* _EXERCISE BRIEF_:
Retype each line below precisely.

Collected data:
▼▼▼
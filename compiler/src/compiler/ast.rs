//! The abstract syntax tree produced by the parser.
//!
//! Nodes own their children outright (`Box` for the recursive cases), so a
//! subtree is dropped exactly once with its root. Most nodes keep the token
//! they were built from so later stages can point diagnostics at source.

use serde::Serialize;
use std::fmt;

use crate::lexer::tokens::{Token, TokenKind};

#[derive(Debug, Clone, PartialEq, Serialize)]
pub enum Ast {
    Program(Vec<Ast>),
    Literal(LiteralNode),
    Identifier(IdentifierNode),
    Binary(Box<BinaryNode>),
    Unary(Box<UnaryNode>),
    VarDecl(Box<VarDeclNode>),
    /// Sentinel produced on parse failure; the sticky error flag carries
    /// the actual diagnostic.
    Error(ErrorNode),
}

#[derive(Debug, Clone, PartialEq, Serialize)]
pub struct LiteralNode {
    pub value: LiteralValue,
    pub token: Option<Token>,
}

#[derive(Debug, Clone, PartialEq, Serialize)]
pub enum LiteralValue {
    Int(i64),
    Float(f64),
    Str(String),
    Char(char),
}

#[derive(Debug, Clone, PartialEq, Serialize)]
pub struct IdentifierNode {
    pub name: String,
    pub token: Option<Token>,
}

#[derive(Debug, Clone, PartialEq, Serialize)]
pub struct BinaryNode {
    pub op: BinOp,
    pub lhs: Ast,
    pub rhs: Ast,
    pub token: Option<Token>,
}

#[derive(Debug, Clone, PartialEq, Serialize)]
pub struct UnaryNode {
    pub op: UnaryOp,
    pub operand: Ast,
    pub token: Option<Token>,
}

#[derive(Debug, Clone, PartialEq, Serialize)]
pub struct VarDeclNode {
    pub type_name: String,
    pub name: String,
    pub init: Option<Ast>,
    pub mutable: bool,
    pub token: Option<Token>,
}

#[derive(Debug, Clone, PartialEq, Serialize)]
pub struct ErrorNode {
    pub message: String,
    pub token: Option<Token>,
}

#[derive(Debug, Clone, Copy, PartialEq, Eq, Serialize)]
pub enum BinOp {
    Add,
    Sub,
    Mul,
    Div,
    Mod,
    Eq,
    Ne,
    Lt,
    Le,
    Gt,
    Ge,
    And,
    Or,
    BitAnd,
    BitOr,
    BitXor,
    Shl,
    Shr,
}

#[derive(Debug, Clone, Copy, PartialEq, Eq, Serialize)]
pub enum UnaryOp {
    Neg,    // -
    Not,    // !
    BitNot, // ~
}

impl Ast {
    /// Position of the token this node was built from, if any.
    pub fn position(&self) -> Option<(usize, usize)> {
        let token = match self {
            Ast::Program(_) => None,
            Ast::Literal(n) => n.token.as_ref(),
            Ast::Identifier(n) => n.token.as_ref(),
            Ast::Binary(n) => n.token.as_ref(),
            Ast::Unary(n) => n.token.as_ref(),
            Ast::VarDecl(n) => n.token.as_ref(),
            Ast::Error(n) => n.token.as_ref(),
        };
        token.map(|t| (t.line, t.column))
    }

    pub fn is_error(&self) -> bool {
        matches!(self, Ast::Error(_))
    }
}

impl BinOp {
    pub fn from_token(kind: &TokenKind) -> Option<Self> {
        let op = match kind {
            TokenKind::Plus => BinOp::Add,
            TokenKind::Minus => BinOp::Sub,
            TokenKind::Star => BinOp::Mul,
            TokenKind::Slash => BinOp::Div,
            TokenKind::Percent => BinOp::Mod,
            TokenKind::EqEq => BinOp::Eq,
            TokenKind::NotEq => BinOp::Ne,
            TokenKind::Lt => BinOp::Lt,
            TokenKind::Le => BinOp::Le,
            TokenKind::Gt => BinOp::Gt,
            TokenKind::Ge => BinOp::Ge,
            TokenKind::AndAnd => BinOp::And,
            TokenKind::OrOr => BinOp::Or,
            TokenKind::Amp => BinOp::BitAnd,
            TokenKind::Pipe => BinOp::BitOr,
            TokenKind::Caret => BinOp::BitXor,
            TokenKind::Shl => BinOp::Shl,
            TokenKind::Shr => BinOp::Shr,
            _ => return None,
        };
        Some(op)
    }

    pub fn is_comparison(&self) -> bool {
        matches!(
            self,
            BinOp::Eq | BinOp::Ne | BinOp::Lt | BinOp::Le | BinOp::Gt | BinOp::Ge
        )
    }

    pub fn is_logical(&self) -> bool {
        matches!(self, BinOp::And | BinOp::Or)
    }

    pub fn is_bitwise(&self) -> bool {
        matches!(
            self,
            BinOp::BitAnd | BinOp::BitOr | BinOp::BitXor | BinOp::Shl | BinOp::Shr
        )
    }

    pub fn symbol(&self) -> &'static str {
        match self {
            BinOp::Add => "+",
            BinOp::Sub => "-",
            BinOp::Mul => "*",
            BinOp::Div => "/",
            BinOp::Mod => "%",
            BinOp::Eq => "==",
            BinOp::Ne => "!=",
            BinOp::Lt => "<",
            BinOp::Le => "<=",
            BinOp::Gt => ">",
            BinOp::Ge => ">=",
            BinOp::And => "&&",
            BinOp::Or => "||",
            BinOp::BitAnd => "&",
            BinOp::BitOr => "|",
            BinOp::BitXor => "^",
            BinOp::Shl => "<<",
            BinOp::Shr => ">>",
        }
    }
}

impl UnaryOp {
    pub fn symbol(&self) -> &'static str {
        match self {
            UnaryOp::Neg => "-",
            UnaryOp::Not => "!",
            UnaryOp::BitNot => "~",
        }
    }
}

impl fmt::Display for BinOp {
    fn fmt(&self, f: &mut fmt::Formatter<'_>) -> fmt::Result {
        f.write_str(self.symbol())
    }
}

impl fmt::Display for UnaryOp {
    fn fmt(&self, f: &mut fmt::Formatter<'_>) -> fmt::Result {
        f.write_str(self.symbol())
    }
}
▲▲▲
* _RESPONSE TO THE TASK_:
filename compiler/src/compiler/ast.rs
//! The abstract syntax tree produced by the parser.
//!
//! Nodes own their children outright (`Box` for the recursive cases), so a
//! subtree is dropped exactly once with its root. Most nodes keep the token
//! they were built from so later stages can point diagnostics at source.

use serde::Serialize;
use std::fmt;

use crate::lexer::tokens::{Token, TokenKind};

#[derive(Debug, Clone, PartialEq, Serialize)]
pub enum Ast {
    Program(Vec<Ast>),
    Literal(LiteralNode),
    Identifier(IdentifierNode),
    Binary(Box<BinaryNode>),
    Unary(Box<UnaryNode>),
    VarDecl(Box<VarDeclNode>),
    /// Sentinel produced on parse failure; the sticky error flag carries
    /// the actual diagnostic.
    Error(ErrorNode),
}

#[derive(Debug, Clone, PartialEq, Serialize)]
pub struct LiteralNode {
    pub value: LiteralValue,
    pub token: Option<Token>,
}

#[derive(Debug, Clone, PartialEq, Serialize)]
pub enum LiteralValue {
    Int(i64),
    Float(f64),
    Str(String),
    Char(char),
}

#[derive(Debug, Clone, PartialEq, Serialize)]
pub struct IdentifierNode {
    pub name: String,
    pub token: Option<Token>,
}

#[derive(Debug, Clone, PartialEq, Serialize)]
pub struct BinaryNode {
    pub op: BinOp,
    pub lhs: Ast,
    pub rhs: Ast,
    pub token: Option<Token>,
}

#[derive(Debug, Clone, PartialEq, Serialize)]
pub struct UnaryNode {
    pub op: UnaryOp,
    pub operand: Ast,
    pub token: Option<Token>,
}

#[derive(Debug, Clone, PartialEq, Serialize)]
pub struct VarDeclNode {
    pub type_name: String,
    pub name: String,
    pub init: Option<Ast>,
    pub mutable: bool,
    pub token: Option<Token>,
}

#[derive(Debug, Clone, PartialEq, Serialize)]
pub struct ErrorNode {
    pub message: String,
    pub token: Option<Token>,
}

#[derive(Debug, Clone, Copy, PartialEq, Eq, Serialize)]
pub enum BinOp {
    Add,
    Sub,
    Mul,
    Div,
    Mod,
    Eq,
    Ne,
    Lt,
    Le,
    Gt,
    Ge,
    And,
    Or,
    BitAnd,
    BitOr,
    BitXor,
    Shl,
    Shr,
}

#[derive(Debug, Clone, Copy, PartialEq, Eq, Serialize)]
pub enum UnaryOp {
    Neg,    // -
    Not,    // !
    BitNot, // ~
}

impl Ast {
    /// Position of the token this node was built from, if any.
    pub fn position(&self) -> Option<(usize, usize)> {
        let token = match self {
            Ast::Program(_) => None,
            Ast::Literal(n) => n.token.as_ref(),
            Ast::Identifier(n) => n.token.as_ref(),
            Ast::Binary(n) => n.token.as_ref(),
            Ast::Unary(n) => n.token.as_ref(),
            Ast::VarDecl(n) => n.token.as_ref(),
            Ast::Error(n) => n.token.as_ref(),
        };
        token.map(|t| (t.line, t.column))
    }

    pub fn is_error(&self) -> bool {
        matches!(self, Ast::Error(_))
    }
}

impl BinOp {
    pub fn from_token(kind: &TokenKind) -> Option<Self> {
        let op = match kind {
            TokenKind::Plus => BinOp::Add,
            TokenKind::Minus => BinOp::Sub,
            TokenKind::Star => BinOp::Mul,
            TokenKind::Slash => BinOp::Div,
            TokenKind::Percent => BinOp::Mod,
            TokenKind::EqEq => BinOp::Eq,
            TokenKind::NotEq => BinOp::Ne,
            TokenKind::Lt => BinOp::Lt,
            TokenKind::Le => BinOp::Le,
            TokenKind::Gt => BinOp::Gt,
            TokenKind::Ge => BinOp::Ge,
            TokenKind::AndAnd => BinOp::And,
            TokenKind::OrOr => BinOp::Or,
            TokenKind::Amp => BinOp::BitAnd,
            TokenKind::Pipe => BinOp::BitOr,
            TokenKind::Caret => BinOp::BitXor,
            TokenKind::Shl => BinOp::Shl,
            TokenKind::Shr => BinOp::Shr,
            _ => return None,
        };
        Some(op)
    }

    pub fn is_comparison(&self) -> bool {
        matches!(
            self,
            BinOp::Eq | BinOp::Ne | BinOp::Lt | BinOp::Le | BinOp::Gt | BinOp::Ge
        )
    }

    pub fn is_logical(&self) -> bool {
        matches!(self, BinOp::And | BinOp::Or)
    }

    pub fn is_bitwise(&self) -> bool {
        matches!(
            self,
            BinOp::BitAnd | BinOp::BitOr | BinOp::BitXor | BinOp::Shl | BinOp::Shr
        )
    }

    pub fn symbol(&self) -> &'static str {
        match self {
            BinOp::Add => "+",
            BinOp::Sub => "-",
            BinOp::Mul => "*",
            BinOp::Div => "/",
            BinOp::Mod => "%",
            BinOp::Eq => "==",
            BinOp::Ne => "!=",
            BinOp::Lt => "<",
            BinOp::Le => "<=",
            BinOp::Gt => ">",
            BinOp::Ge => ">=",
            BinOp::And => "&&",
            BinOp::Or => "||",
            BinOp::BitAnd => "&",
            BinOp::BitOr => "|",
            BinOp::BitXor => "^",
            BinOp::Shl => "<<",
            BinOp::Shr => ">>",
        }
    }
}

impl UnaryOp {
    pub fn symbol(&self) -> &'static str {
        match self {
            UnaryOp::Neg => "-",
            UnaryOp::Not => "!",
            UnaryOp::BitNot => "~",
        }
    }
}

impl fmt::Display for BinOp {
    fn fmt(&self, f: &mut fmt::Formatter<'_>) -> fmt::Result {
        f.write_str(self.symbol())
    }
}

impl fmt::Display for UnaryOp {
    fn fmt(&self, f: &mut fmt::Formatter<'_>) -> fmt::Result {
        f.write_str(self.symbol())
    }
}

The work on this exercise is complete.